## The task
Each line of the records below that contains "struct" needs to be copied.

## Supplied entries
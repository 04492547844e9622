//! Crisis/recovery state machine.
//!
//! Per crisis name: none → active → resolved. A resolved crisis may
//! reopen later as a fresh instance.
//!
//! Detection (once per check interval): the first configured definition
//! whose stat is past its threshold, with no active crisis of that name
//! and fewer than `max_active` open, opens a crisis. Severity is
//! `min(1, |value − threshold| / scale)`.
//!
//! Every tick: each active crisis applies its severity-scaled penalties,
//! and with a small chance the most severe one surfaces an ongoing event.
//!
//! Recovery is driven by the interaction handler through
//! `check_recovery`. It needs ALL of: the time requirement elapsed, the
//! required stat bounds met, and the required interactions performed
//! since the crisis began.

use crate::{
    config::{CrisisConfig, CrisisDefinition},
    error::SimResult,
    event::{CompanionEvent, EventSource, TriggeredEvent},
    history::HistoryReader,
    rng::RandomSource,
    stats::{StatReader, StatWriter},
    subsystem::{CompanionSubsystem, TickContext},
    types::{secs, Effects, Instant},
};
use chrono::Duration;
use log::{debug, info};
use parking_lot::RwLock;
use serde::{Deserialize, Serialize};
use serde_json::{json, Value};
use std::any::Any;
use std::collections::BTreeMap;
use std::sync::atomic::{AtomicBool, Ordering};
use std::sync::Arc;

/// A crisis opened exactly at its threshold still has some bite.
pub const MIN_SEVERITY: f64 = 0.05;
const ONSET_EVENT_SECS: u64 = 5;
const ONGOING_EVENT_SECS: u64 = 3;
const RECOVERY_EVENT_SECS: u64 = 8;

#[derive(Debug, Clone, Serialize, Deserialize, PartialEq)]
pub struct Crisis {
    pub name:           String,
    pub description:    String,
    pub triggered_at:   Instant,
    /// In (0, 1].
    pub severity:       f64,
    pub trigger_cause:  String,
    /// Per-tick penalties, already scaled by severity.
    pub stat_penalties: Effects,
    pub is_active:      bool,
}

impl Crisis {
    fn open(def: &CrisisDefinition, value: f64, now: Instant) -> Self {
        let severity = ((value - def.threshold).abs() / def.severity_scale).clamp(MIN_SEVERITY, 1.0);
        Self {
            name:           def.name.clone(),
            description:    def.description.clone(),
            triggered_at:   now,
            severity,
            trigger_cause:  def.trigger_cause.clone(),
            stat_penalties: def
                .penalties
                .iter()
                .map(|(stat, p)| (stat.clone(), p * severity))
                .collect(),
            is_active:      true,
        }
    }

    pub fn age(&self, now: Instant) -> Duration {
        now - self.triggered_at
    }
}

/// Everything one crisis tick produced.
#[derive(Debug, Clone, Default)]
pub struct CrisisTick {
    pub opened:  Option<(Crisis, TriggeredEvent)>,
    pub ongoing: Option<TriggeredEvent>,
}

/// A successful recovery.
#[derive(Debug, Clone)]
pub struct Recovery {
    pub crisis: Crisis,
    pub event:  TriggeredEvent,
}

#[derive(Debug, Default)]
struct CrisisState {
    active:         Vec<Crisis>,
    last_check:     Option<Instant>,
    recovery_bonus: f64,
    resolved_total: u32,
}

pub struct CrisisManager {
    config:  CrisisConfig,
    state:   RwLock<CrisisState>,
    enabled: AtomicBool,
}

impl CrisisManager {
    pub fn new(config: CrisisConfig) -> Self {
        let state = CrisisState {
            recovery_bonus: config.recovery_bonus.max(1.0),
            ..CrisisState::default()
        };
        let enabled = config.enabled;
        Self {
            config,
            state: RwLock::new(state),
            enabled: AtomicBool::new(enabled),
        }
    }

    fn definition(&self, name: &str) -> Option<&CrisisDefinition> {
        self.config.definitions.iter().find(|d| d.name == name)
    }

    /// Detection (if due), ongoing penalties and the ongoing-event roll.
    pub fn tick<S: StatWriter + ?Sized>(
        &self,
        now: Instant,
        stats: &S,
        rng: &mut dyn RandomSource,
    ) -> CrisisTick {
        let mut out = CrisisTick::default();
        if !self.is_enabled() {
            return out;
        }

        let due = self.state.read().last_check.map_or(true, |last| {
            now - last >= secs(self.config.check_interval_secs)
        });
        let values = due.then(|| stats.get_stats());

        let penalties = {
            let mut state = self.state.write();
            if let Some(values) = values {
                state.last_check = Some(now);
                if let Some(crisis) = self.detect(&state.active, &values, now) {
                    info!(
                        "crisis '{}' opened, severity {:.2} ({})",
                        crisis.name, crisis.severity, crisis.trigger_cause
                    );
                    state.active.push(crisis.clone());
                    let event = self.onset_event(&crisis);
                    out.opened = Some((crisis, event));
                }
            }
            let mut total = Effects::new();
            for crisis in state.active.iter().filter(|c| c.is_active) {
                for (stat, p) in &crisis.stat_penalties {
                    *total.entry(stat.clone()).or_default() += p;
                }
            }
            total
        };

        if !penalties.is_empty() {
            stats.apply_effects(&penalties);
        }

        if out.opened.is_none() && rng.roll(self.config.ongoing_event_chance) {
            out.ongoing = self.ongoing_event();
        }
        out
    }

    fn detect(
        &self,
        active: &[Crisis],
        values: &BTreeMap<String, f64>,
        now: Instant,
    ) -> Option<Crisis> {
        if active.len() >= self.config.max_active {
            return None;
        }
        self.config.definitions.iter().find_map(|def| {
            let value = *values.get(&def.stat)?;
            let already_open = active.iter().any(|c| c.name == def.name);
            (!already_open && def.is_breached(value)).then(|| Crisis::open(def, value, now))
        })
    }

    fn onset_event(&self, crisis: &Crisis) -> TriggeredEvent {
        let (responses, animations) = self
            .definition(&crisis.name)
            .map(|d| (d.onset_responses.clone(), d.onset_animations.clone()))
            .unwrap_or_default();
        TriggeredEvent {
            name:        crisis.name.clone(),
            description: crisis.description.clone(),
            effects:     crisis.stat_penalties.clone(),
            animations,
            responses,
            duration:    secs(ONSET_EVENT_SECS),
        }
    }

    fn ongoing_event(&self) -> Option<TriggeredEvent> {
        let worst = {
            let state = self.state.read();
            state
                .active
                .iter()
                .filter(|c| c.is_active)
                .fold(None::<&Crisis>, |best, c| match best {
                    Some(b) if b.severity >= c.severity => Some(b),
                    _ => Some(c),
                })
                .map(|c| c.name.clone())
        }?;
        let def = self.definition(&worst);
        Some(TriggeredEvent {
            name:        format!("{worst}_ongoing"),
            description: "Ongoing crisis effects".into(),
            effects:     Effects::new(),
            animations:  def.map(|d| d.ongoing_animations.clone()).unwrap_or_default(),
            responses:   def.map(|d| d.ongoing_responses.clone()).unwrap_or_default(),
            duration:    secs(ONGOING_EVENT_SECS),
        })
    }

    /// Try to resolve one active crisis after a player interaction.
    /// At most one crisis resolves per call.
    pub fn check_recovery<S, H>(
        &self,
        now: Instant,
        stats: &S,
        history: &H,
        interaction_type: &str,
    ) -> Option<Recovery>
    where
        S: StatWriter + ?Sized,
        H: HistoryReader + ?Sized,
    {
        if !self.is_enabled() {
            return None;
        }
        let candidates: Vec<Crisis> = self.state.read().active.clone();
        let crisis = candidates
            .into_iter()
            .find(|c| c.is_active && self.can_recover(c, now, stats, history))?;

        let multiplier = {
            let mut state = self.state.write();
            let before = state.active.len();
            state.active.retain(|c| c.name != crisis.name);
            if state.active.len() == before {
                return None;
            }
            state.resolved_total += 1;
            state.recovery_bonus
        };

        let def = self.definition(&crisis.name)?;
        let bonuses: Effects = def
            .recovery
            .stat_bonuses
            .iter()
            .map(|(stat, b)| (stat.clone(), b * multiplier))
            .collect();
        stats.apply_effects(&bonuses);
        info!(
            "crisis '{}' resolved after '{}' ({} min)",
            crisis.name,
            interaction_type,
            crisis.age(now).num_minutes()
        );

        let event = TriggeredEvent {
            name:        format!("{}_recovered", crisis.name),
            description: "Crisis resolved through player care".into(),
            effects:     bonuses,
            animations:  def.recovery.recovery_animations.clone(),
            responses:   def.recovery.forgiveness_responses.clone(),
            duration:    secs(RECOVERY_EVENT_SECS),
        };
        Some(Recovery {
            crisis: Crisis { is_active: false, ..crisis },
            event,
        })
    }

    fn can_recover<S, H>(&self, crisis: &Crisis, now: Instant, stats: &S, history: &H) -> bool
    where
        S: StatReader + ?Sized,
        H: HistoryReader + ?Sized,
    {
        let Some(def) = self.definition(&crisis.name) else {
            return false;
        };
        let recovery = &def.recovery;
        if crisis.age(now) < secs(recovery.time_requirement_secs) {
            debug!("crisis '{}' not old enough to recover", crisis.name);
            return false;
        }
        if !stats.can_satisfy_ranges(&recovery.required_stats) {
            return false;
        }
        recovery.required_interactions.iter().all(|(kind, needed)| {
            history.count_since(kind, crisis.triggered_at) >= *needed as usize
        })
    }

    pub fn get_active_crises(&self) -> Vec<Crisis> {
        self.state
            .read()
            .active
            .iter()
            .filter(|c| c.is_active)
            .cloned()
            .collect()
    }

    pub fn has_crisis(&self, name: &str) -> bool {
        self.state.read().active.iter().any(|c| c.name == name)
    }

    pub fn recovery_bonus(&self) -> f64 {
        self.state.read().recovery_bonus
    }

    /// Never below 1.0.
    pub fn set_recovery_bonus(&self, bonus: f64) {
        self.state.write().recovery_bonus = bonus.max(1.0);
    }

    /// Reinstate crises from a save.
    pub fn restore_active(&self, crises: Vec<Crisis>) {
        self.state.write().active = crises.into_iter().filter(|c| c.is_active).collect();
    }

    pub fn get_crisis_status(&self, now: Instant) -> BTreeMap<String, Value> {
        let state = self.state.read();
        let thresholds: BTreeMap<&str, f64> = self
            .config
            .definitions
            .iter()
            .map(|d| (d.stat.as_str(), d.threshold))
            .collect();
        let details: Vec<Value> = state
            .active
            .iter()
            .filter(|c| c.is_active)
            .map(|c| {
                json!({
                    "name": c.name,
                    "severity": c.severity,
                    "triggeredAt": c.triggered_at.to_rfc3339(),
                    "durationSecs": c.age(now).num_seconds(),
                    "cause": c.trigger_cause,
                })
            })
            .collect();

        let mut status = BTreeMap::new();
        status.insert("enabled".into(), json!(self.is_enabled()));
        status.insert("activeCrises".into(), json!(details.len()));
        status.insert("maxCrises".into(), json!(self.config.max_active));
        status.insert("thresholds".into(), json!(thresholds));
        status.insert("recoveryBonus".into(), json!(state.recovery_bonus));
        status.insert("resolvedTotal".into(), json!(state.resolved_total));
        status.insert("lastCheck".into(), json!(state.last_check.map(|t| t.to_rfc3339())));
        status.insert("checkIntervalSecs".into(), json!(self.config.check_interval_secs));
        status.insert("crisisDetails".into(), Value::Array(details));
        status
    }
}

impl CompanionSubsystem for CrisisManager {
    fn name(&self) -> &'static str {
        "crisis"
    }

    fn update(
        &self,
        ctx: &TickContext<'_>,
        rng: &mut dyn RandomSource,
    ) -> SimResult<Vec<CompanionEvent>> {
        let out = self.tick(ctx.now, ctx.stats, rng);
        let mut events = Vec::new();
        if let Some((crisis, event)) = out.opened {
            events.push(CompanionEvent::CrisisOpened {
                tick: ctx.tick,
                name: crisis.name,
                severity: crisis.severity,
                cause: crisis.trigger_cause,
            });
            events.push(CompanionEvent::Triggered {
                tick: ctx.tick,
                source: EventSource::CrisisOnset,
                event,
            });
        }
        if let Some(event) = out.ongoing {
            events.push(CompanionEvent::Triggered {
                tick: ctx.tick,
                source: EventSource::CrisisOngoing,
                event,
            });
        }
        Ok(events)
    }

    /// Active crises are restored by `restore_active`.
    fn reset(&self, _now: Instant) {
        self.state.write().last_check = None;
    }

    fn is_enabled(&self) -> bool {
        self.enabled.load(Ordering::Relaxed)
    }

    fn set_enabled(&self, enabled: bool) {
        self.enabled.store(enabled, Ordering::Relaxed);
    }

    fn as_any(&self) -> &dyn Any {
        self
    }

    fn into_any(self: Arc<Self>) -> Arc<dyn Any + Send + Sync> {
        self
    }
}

--

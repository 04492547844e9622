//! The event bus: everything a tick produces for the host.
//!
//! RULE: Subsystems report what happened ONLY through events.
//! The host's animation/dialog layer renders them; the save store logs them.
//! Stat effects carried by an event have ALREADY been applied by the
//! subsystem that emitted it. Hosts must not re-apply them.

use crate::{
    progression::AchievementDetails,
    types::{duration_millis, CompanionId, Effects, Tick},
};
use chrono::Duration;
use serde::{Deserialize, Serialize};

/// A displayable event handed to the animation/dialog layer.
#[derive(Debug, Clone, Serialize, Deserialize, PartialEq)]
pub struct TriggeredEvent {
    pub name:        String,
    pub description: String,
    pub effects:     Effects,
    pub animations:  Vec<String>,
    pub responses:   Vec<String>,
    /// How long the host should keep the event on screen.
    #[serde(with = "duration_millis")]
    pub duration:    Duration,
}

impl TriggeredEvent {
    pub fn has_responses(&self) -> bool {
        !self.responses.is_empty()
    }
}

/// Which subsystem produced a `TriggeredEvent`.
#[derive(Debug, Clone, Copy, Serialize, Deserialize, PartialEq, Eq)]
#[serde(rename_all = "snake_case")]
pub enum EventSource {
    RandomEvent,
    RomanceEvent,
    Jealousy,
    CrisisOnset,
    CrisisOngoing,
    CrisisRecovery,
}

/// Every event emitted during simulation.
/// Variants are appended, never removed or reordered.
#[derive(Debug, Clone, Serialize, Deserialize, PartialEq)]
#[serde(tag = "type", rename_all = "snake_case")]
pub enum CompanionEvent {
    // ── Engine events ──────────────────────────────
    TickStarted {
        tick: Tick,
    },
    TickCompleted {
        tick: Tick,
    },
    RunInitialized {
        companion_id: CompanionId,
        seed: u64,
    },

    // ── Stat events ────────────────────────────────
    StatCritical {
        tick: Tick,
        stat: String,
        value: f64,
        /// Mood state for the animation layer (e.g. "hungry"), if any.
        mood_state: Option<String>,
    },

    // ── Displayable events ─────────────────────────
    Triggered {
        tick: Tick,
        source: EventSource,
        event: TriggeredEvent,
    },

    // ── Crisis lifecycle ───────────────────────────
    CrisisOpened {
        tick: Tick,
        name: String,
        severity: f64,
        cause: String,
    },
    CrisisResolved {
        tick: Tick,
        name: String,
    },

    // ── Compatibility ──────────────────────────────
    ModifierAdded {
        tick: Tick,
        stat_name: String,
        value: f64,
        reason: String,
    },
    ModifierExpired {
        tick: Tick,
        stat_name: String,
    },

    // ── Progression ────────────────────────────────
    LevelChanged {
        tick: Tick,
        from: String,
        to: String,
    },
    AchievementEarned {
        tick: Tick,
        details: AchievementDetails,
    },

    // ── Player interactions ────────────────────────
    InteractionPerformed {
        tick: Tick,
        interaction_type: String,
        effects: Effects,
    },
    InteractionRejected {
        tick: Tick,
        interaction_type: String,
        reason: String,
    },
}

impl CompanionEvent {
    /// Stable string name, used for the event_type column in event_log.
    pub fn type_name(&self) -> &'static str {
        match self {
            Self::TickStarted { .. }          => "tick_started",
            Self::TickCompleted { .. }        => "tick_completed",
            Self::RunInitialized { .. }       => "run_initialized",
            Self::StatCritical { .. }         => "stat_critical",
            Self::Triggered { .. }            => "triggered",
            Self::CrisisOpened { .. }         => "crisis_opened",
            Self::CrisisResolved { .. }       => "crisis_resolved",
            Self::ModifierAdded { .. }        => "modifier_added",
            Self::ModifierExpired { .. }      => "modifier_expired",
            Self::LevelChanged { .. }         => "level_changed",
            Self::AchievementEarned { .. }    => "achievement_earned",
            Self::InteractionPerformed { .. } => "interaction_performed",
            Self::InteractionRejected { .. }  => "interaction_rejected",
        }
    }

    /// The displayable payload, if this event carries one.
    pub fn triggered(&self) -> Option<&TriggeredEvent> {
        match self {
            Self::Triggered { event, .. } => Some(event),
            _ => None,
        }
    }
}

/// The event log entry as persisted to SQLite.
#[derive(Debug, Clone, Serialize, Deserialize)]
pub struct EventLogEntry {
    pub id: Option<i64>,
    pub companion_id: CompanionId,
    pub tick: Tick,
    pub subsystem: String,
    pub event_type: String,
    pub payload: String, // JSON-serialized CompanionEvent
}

## Answer to the problem
pub struct Crisis {
pub struct CrisisTick {
pub struct Recovery {
struct CrisisState {
pub struct CrisisManager {
pub struct TriggeredEvent {
pub struct EventLogEntry {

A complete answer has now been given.